Raymond Jaquot : portrait du dernier toupilleur lyonnais

Témoignages 1 commentaire

C’est à douze ans que Raymond Jaquot, fils de commerçants, a sa première fascination pour le bois : il visite avec sa famille le musée de Brou à Bourg, lorsqu’il tombe en admiration devant une crédence gothique finement sculptée.

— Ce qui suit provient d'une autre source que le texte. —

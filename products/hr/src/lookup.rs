use crate::model::Employee;

/// Single-record lookup by id, independent of the roster and the form.
#[derive(Clone, Debug, Default)]
pub struct LookupPanel {
    query: String,
    result: Option<Employee>,
}

impl LookupPanel {
    pub fn new() -> Self {
        Self::default()
    }

    pub fn set_query(&mut self, text: impl Into<String>) {
        self.query = text.into();
    }

    pub fn query(&self) -> &str {
        &self.query
    }

    /// The id typed by the operator, if it reads as one.
    pub fn parsed_query(&self) -> Option<i64> {
        self.query.trim().parse().ok()
    }

    pub fn result(&self) -> Option<&Employee> {
        self.result.as_ref()
    }

    pub fn store(&mut self, record: Employee) {
        self.result = Some(record);
    }

    pub fn clear_result(&mut self) {
        self.result = None;
    }
}
use anyhow::{Context, Result};
use platform_api::Endpoint;
use products_hr::DEFAULT_PREFIX;

const DEFAULT_API_URL: &str = "http://localhost:8080";

#[derive(Clone, Debug)]
pub struct AppConfig {
    pub api_url: String,
    pub api_prefix: String,
    pub log_filter: Option<String>,
}

impl AppConfig {
    pub fn load() -> Self {
        Self::from_lookup(|key| std::env::var(key).ok())
    }

    fn from_lookup(lookup: impl Fn(&str) -> Option<String>) -> Self {
        let non_blank = |key: &str| lookup(key).filter(|value| !value.trim().is_empty());
        Self {
            api_url: non_blank("EMPLOYEE_API_URL").unwrap_or_else(|| DEFAULT_API_URL.into()),
            api_prefix: non_blank("EMPLOYEE_API_PREFIX").unwrap_or_else(|| DEFAULT_PREFIX.into()),
            log_filter: non_blank("RUST_LOG"),
        }
    }

    pub fn with_api_url(mut self, api_url: Option<String>) -> Self {
        if let Some(url) = api_url {
            self.api_url = url;
        }
        self
    }

    pub fn endpoint(&self) -> Result<Endpoint> {
        Endpoint::new(&self.api_url, &self.api_prefix)
            .with_context(|| format!("invalid EMPLOYEE_API_URL {}", self.api_url))
    }
}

I l le sait, il deviendra sculpteur sur bois. Il entre alors à l’école de l’abbé Boisard à 14 ans et, le premier jour, il se coupe un doigt ! Le métier est dangereux et demande de l’habileté. On est à une époque où l’on ne prend pas en compte les désirs des enfants et il se retrouve orienté vers… l’ébénisterie. Il ne sera pas sculpteur, mais ébéniste. Bien sûr, il utilise la toupie pour ses moulures et s’y montre particulièrement habile.

Son appétit de voir les meubles des grands ébénistes est immense : « Ma déception pendant ma formation est de ne pas être allé au musée. » Il se rend seul au Louvre à 20 ans et il est tellement ému de voir les commodes de Boulle, les pièces de Carlin (son préféré) et de Riesener qu’il se « découvre » devant elles ! Mais elles sont en piteux état : sales, abandonnées, les plus belles marqueteries se décollent ! Il est désespéré. Au musée, il retournera des centaines de fois pour observer, dessiner, mesurer et reproduire.

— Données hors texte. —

use std::{fmt, str::FromStr};

use serde::{Deserialize, Deserializer, Serialize, de::Error as _};
use serde_json::Value;
use thiserror::Error;

#[derive(Copy, Clone, Debug, PartialEq, Eq, Hash, Serialize, Deserialize)]
#[serde(rename_all = "UPPERCASE")]
pub enum Gender {
    Male,
    Female,
}

impl Gender {
    pub fn as_str(self) -> &'static str {
        match self {
            Gender::Male => "MALE",
            Gender::Female => "FEMALE",
        }
    }
}

impl fmt::Display for Gender {
    fn fmt(&self, f: &mut fmt::Formatter<'_>) -> fmt::Result {
        f.write_str(self.as_str())
    }
}

#[derive(Debug, Error, Clone, PartialEq, Eq)]
#[error("unknown gender {0:?}")]
pub struct ParseGenderError(pub String);

impl FromStr for Gender {
    type Err = ParseGenderError;

    fn from_str(s: &str) -> Result<Self, Self::Err> {
        match s.trim().to_ascii_uppercase().as_str() {
            "MALE" => Ok(Gender::Male),
            "FEMALE" => Ok(Gender::Female),
            _ => Err(ParseGenderError(s.to_string())),
        }
    }
}

/// A roster entry as exchanged with the employee API.
#[derive(Clone, Debug, PartialEq, Serialize, Deserialize)]
pub struct Employee {
    #[serde(deserialize_with = "lenient_id")]
    pub id: i64,
    #[serde(deserialize_with = "lenient_text")]
    pub name: String,
    pub gender: Gender,
    #[serde(deserialize_with = "lenient_text")]
    pub department: String,
    #[serde(deserialize_with = "lenient_text")]
    pub email: String,
    #[serde(deserialize_with = "lenient_text")]
    pub contact: String,
    /// Kept as entered; the backend owns the numeric representation.
    #[serde(deserialize_with = "lenient_text")]
    pub salary: String,
}

impl Employee {
    /// Text shown in the roster table for one column.
    pub fn cell(&self, field: EmployeeField) -> String {
        match field {
            EmployeeField::Id => self.id.to_string(),
            EmployeeField::Name => self.name.clone(),
            EmployeeField::Gender => self.gender.to_string(),
            EmployeeField::Department => self.department.clone(),
            EmployeeField::Email => self.email.clone(),
            EmployeeField::Contact => self.contact.clone(),
            EmployeeField::Salary => self.salary.clone(),
        }
    }
}

fn lenient_id<'de, D>(deserializer: D) -> Result<i64, D::Error>
where
    D: Deserializer<'de>,
{
    match Value::deserialize(deserializer)? {
        Value::Number(number) => number
            .as_i64()
            .ok_or_else(|| D::Error::custom(format!("id {number} is not an integer"))),
        Value::String(text) => text
            .trim()
            .parse()
            .map_err(|_| D::Error::custom(format!("id {text:?} is not an integer"))),
        other => Err(D::Error::custom(format!("unexpected id {other}"))),
    }
}

fn lenient_text<'de, D>(deserializer: D) -> Result<String, D::Error>
where
    D: Deserializer<'de>,
{
    match Value::deserialize(deserializer)? {
        Value::String(text) => Ok(text),
        Value::Number(number) => Ok(number.to_string()),
        Value::Null => Ok(String::new()),
        other => Err(D::Error::custom(format!("expected text, found {other}"))),
    }
}

/// The fixed field set of an employee record, in validation and column order.
#[derive(Copy, Clone, Debug, PartialEq, Eq, Hash)]
pub enum EmployeeField {
    Id,
    Name,
    Gender,
    Department,
    Email,
    Contact,
    Salary,
}

impl EmployeeField {
    pub const ALL: [EmployeeField; 7] = [
        EmployeeField::Id,
        EmployeeField::Name,
        EmployeeField::Gender,
        EmployeeField::Department,
        EmployeeField::Email,
        EmployeeField::Contact,
        EmployeeField::Salary,
    ];

    pub fn name(self) -> &'static str {
        match self {
            EmployeeField::Id => "id",
            EmployeeField::Name => "name",
            EmployeeField::Gender => "gender",
            EmployeeField::Department => "department",
            EmployeeField::Email => "email",
            EmployeeField::Contact => "contact",
            EmployeeField::Salary => "salary",
        }
    }

    pub fn column_header(self) -> &'static str {
        match self {
            EmployeeField::Id => "ID",
            EmployeeField::Name => "NAME",
            EmployeeField::Gender => "GENDER",
            EmployeeField::Department => "DEPARTMENT",
            EmployeeField::Email => "EMAIL",
            EmployeeField::Contact => "CONTACT",
            EmployeeField::Salary => "SALARY",
        }
    }
}

impl fmt::Display for EmployeeField {
    fn fmt(&self, f: &mut fmt::Formatter<'_>) -> fmt::Result {
        f.write_str(self.name())
    }
}

#[derive(Debug, Error, Clone, PartialEq, Eq)]
#[error("unknown field {0:?}")]
pub struct ParseFieldError(pub String);

impl FromStr for EmployeeField {
    type Err = ParseFieldError;

    fn from_str(s: &str) -> Result<Self, Self::Err> {
        let wanted = s.trim();
        EmployeeField::ALL
            .into_iter()
            .find(|field| field.name().eq_ignore_ascii_case(wanted))
            .ok_or_else(|| ParseFieldError(s.to_string()))
    }
}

La perfection, la droiture, tels sont les maîtres-mots de Raymond Jaquot.

En 1943 – il a alors 33 ans –, ses amis le supplient de racheter l’atelier de Brunel, le plus célèbre toupilleur lyonnais, car disent-ils : « Comment faire de beaux meubles s’il n’y a plus de toupilleur ? » Il cède à leur pression et prend possession de son atelier : une collection de plus de 15 000 fers qu’il portera à 25 000, fabriquant lui-même ceux qui sont nécessaires à un travail précis et difficile. Il est capable de réaliser plus de 500 000 moulures différentes.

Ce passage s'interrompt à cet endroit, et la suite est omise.